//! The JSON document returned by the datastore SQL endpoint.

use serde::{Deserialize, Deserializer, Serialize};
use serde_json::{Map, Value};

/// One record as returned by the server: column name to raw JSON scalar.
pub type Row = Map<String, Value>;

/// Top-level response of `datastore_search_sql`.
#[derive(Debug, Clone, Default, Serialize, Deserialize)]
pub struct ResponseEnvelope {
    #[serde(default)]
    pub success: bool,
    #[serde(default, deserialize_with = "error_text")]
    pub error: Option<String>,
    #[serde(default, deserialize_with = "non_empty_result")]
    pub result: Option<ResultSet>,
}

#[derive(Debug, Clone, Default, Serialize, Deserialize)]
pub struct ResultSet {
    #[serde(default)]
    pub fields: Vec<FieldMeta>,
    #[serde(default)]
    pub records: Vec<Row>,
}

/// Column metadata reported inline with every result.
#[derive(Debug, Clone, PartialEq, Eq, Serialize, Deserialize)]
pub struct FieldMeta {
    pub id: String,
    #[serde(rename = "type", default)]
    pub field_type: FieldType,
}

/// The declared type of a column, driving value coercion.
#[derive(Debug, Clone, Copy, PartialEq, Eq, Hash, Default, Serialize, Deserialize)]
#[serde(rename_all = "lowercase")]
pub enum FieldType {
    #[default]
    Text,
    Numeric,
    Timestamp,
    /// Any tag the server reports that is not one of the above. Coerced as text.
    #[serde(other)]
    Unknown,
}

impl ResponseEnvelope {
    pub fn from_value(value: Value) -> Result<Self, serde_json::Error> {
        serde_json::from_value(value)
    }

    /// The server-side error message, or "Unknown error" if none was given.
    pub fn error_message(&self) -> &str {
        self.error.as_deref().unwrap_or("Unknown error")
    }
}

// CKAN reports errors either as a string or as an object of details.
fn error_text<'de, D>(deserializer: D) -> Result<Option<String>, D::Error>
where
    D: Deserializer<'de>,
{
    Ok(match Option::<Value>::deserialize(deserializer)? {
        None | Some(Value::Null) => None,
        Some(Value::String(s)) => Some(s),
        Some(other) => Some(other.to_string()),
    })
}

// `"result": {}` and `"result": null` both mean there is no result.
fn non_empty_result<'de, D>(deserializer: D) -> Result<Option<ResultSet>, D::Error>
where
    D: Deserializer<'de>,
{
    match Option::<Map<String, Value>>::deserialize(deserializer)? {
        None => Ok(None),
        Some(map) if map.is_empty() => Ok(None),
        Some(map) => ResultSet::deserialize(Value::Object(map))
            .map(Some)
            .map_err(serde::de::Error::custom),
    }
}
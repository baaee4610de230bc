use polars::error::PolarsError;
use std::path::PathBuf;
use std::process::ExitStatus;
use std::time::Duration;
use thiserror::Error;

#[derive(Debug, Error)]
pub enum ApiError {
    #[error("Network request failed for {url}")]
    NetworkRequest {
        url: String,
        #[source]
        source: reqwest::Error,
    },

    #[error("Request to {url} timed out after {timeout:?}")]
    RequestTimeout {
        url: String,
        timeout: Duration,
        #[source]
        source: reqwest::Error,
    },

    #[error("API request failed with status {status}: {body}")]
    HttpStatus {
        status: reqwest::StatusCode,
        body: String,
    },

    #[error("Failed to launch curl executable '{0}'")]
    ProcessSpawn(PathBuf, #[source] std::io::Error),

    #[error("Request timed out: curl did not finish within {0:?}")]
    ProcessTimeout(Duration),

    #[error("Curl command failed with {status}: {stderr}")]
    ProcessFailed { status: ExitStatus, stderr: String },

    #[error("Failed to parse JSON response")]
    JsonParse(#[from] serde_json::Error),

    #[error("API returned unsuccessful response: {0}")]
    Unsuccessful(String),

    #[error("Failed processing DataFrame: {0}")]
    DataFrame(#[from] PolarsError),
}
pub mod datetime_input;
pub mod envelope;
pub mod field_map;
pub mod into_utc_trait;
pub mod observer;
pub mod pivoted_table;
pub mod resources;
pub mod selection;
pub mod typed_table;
* * *
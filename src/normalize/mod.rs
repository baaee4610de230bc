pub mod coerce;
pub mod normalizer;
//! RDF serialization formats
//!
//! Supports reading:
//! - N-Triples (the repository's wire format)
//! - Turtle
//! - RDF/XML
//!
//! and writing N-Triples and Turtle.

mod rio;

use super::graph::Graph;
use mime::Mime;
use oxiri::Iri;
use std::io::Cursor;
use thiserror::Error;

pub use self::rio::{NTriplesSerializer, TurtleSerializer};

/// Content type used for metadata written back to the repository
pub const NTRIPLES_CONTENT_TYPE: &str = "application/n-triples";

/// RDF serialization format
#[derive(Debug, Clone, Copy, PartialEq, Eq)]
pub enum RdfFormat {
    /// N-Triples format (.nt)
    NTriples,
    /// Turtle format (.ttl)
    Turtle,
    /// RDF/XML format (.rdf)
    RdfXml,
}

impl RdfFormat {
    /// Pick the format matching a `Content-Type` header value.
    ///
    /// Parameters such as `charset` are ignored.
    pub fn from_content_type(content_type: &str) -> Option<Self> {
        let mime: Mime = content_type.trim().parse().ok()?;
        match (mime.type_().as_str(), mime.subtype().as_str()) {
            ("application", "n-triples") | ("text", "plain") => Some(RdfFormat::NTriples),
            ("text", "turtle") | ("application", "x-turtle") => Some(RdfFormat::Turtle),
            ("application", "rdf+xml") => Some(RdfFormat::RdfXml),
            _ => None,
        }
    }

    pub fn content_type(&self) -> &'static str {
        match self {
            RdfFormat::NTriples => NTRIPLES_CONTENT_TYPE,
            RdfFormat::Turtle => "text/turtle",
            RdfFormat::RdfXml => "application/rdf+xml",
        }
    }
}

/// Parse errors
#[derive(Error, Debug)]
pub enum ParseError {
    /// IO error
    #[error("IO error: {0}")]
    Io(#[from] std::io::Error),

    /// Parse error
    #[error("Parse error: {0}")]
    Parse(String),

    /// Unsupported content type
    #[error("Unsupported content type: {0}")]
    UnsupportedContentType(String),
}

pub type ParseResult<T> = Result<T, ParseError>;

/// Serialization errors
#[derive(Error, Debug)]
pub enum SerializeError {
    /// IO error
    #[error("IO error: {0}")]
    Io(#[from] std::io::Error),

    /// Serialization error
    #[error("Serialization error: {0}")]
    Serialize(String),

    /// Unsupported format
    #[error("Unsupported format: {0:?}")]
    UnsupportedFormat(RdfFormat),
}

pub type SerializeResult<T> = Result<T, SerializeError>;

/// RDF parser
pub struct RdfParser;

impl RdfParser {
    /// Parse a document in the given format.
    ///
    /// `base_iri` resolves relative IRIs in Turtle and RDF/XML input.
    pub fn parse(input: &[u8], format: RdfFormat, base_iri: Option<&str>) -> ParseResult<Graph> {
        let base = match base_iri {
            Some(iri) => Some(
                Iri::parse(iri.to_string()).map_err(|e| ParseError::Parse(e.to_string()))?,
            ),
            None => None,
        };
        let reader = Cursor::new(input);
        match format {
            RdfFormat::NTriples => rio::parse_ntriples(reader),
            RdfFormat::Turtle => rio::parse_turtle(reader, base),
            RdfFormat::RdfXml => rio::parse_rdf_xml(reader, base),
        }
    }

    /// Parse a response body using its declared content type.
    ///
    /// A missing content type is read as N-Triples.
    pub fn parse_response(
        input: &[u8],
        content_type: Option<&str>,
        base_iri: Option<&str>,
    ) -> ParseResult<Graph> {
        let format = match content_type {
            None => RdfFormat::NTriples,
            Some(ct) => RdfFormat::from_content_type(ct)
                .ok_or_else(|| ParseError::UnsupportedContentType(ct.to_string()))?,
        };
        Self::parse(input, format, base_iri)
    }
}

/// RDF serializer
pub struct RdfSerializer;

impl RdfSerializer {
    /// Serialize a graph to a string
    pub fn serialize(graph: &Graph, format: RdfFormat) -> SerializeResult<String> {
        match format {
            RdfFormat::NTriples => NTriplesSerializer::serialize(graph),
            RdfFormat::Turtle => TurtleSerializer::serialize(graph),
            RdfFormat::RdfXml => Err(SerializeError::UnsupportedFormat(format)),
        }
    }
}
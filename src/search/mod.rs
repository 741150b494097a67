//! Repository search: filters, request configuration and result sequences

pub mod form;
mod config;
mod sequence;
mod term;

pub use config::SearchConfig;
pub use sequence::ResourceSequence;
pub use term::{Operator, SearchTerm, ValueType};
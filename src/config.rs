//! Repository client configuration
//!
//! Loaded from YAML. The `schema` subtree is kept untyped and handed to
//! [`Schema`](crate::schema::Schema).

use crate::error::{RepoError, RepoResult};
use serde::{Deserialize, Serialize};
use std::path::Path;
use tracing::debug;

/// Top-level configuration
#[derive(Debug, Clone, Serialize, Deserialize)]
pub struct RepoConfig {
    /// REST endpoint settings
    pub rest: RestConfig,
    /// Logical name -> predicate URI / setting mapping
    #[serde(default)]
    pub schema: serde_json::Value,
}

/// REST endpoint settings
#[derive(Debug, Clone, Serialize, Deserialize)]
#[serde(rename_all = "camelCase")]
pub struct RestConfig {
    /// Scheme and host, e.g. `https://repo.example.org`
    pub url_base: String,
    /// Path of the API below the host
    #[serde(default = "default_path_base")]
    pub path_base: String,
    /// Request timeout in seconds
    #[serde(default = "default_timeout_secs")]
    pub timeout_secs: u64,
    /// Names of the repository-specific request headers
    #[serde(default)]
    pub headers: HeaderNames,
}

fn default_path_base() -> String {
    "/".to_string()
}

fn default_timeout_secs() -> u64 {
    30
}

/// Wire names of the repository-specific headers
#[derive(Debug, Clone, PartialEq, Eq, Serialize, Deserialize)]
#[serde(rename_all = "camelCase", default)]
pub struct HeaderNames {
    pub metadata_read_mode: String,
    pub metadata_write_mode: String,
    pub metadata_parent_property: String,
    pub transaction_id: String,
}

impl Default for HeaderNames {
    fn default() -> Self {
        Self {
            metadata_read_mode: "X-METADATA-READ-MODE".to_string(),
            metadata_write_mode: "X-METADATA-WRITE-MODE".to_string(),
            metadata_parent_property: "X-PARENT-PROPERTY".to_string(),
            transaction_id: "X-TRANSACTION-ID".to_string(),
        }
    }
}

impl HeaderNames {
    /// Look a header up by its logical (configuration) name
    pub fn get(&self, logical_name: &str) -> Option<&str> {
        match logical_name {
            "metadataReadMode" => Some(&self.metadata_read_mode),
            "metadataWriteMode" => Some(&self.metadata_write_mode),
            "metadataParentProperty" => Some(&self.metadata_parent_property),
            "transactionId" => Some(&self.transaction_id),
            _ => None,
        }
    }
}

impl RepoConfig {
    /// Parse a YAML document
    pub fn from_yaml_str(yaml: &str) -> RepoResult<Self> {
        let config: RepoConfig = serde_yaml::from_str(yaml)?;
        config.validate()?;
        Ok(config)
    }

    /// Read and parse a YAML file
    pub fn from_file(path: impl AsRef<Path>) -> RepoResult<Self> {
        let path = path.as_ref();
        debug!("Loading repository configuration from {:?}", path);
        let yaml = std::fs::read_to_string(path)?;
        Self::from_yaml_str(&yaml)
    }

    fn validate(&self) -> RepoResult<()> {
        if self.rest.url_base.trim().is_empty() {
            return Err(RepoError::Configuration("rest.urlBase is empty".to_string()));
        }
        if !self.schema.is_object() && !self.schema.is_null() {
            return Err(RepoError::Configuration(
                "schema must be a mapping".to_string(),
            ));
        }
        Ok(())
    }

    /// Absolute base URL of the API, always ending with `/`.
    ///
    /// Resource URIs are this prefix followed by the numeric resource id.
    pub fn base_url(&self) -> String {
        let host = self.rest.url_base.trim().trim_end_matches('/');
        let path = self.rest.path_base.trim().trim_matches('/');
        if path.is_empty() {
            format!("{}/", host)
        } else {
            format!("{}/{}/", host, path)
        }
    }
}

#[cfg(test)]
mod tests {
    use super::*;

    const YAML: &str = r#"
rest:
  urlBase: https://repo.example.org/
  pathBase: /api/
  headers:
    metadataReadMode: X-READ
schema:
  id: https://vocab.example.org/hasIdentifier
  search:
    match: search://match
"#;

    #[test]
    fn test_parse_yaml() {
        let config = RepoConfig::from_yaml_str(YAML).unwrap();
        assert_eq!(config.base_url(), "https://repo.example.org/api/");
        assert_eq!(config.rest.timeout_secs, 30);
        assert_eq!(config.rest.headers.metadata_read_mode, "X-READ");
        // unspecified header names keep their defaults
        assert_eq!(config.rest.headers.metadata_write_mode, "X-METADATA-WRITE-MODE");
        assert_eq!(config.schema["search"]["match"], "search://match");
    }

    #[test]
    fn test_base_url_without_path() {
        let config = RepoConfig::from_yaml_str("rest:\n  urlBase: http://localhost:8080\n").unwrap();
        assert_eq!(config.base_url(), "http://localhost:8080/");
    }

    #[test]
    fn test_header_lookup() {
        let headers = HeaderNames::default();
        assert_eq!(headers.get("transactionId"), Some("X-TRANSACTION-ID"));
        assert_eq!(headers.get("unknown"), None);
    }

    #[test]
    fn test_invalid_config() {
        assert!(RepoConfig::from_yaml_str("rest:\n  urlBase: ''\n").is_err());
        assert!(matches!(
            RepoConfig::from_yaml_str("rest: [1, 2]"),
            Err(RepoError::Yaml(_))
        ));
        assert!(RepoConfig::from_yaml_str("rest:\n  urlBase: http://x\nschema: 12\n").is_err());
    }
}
---
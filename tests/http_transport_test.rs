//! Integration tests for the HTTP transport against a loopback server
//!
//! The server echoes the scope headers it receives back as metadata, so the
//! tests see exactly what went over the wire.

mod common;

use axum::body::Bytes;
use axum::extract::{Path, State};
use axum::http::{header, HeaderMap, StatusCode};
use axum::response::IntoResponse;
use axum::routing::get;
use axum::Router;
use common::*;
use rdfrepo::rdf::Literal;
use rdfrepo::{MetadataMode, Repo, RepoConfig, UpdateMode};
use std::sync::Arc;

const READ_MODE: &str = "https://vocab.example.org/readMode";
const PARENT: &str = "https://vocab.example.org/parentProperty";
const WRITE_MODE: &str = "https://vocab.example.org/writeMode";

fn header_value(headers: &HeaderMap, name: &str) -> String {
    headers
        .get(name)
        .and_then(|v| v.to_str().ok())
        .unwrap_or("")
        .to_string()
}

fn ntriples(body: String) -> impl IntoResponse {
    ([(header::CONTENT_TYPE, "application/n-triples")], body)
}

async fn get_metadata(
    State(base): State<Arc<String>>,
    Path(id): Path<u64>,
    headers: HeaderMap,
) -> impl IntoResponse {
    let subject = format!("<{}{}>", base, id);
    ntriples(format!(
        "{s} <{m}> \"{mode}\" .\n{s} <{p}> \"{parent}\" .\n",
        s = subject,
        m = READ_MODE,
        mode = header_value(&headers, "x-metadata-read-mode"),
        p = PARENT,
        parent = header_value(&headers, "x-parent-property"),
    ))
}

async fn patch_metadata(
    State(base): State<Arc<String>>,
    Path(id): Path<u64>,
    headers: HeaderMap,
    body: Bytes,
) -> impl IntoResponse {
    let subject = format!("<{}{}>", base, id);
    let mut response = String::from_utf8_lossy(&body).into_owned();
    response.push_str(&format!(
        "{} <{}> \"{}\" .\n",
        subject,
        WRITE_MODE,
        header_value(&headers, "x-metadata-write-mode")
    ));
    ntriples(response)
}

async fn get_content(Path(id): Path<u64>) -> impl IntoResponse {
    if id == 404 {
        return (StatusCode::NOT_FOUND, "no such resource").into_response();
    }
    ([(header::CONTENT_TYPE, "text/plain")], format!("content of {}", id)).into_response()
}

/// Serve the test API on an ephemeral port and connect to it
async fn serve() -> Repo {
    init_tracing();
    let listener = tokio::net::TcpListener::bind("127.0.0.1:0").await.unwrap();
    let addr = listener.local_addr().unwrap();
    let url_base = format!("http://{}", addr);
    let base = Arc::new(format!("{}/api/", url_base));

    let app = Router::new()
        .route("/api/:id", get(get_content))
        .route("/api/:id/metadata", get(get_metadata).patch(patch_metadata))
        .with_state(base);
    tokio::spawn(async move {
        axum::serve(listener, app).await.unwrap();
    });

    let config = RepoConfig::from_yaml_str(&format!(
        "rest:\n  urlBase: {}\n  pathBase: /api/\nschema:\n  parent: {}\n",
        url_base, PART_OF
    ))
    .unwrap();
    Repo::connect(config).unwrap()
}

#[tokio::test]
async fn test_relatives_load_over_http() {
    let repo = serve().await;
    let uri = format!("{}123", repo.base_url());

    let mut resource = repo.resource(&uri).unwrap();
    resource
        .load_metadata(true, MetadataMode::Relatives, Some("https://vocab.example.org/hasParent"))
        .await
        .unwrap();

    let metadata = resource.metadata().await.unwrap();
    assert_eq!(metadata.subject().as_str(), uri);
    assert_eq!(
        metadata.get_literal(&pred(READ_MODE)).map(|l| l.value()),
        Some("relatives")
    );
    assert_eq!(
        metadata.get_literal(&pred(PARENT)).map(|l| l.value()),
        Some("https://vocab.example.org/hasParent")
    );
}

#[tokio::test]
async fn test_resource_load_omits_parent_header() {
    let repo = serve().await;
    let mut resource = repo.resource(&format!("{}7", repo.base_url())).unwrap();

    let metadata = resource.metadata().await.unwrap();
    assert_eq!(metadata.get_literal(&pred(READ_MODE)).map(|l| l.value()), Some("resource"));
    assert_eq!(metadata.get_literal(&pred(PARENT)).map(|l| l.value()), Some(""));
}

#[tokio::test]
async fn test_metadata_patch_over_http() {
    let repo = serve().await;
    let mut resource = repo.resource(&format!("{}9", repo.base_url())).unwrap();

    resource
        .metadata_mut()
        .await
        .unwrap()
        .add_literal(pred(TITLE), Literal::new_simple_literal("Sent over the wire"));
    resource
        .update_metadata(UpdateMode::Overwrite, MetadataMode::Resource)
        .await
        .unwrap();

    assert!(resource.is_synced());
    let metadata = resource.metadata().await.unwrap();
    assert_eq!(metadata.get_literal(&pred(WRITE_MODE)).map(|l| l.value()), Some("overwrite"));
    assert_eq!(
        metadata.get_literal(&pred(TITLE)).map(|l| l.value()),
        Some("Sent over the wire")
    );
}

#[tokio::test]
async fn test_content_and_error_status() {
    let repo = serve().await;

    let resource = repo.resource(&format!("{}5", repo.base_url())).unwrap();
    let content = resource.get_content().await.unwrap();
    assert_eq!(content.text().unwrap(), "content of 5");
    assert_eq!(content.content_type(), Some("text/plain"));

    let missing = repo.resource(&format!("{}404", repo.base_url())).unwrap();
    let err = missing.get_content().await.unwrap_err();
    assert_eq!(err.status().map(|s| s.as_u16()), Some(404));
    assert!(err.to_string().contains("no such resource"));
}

## Problem requirements
Only the lines holding the string "crate" are needed; copy each of them from the material above.

## Written response
//! [`Schema`](crate::schema::Schema).
use crate::error::{RepoError, RepoResult};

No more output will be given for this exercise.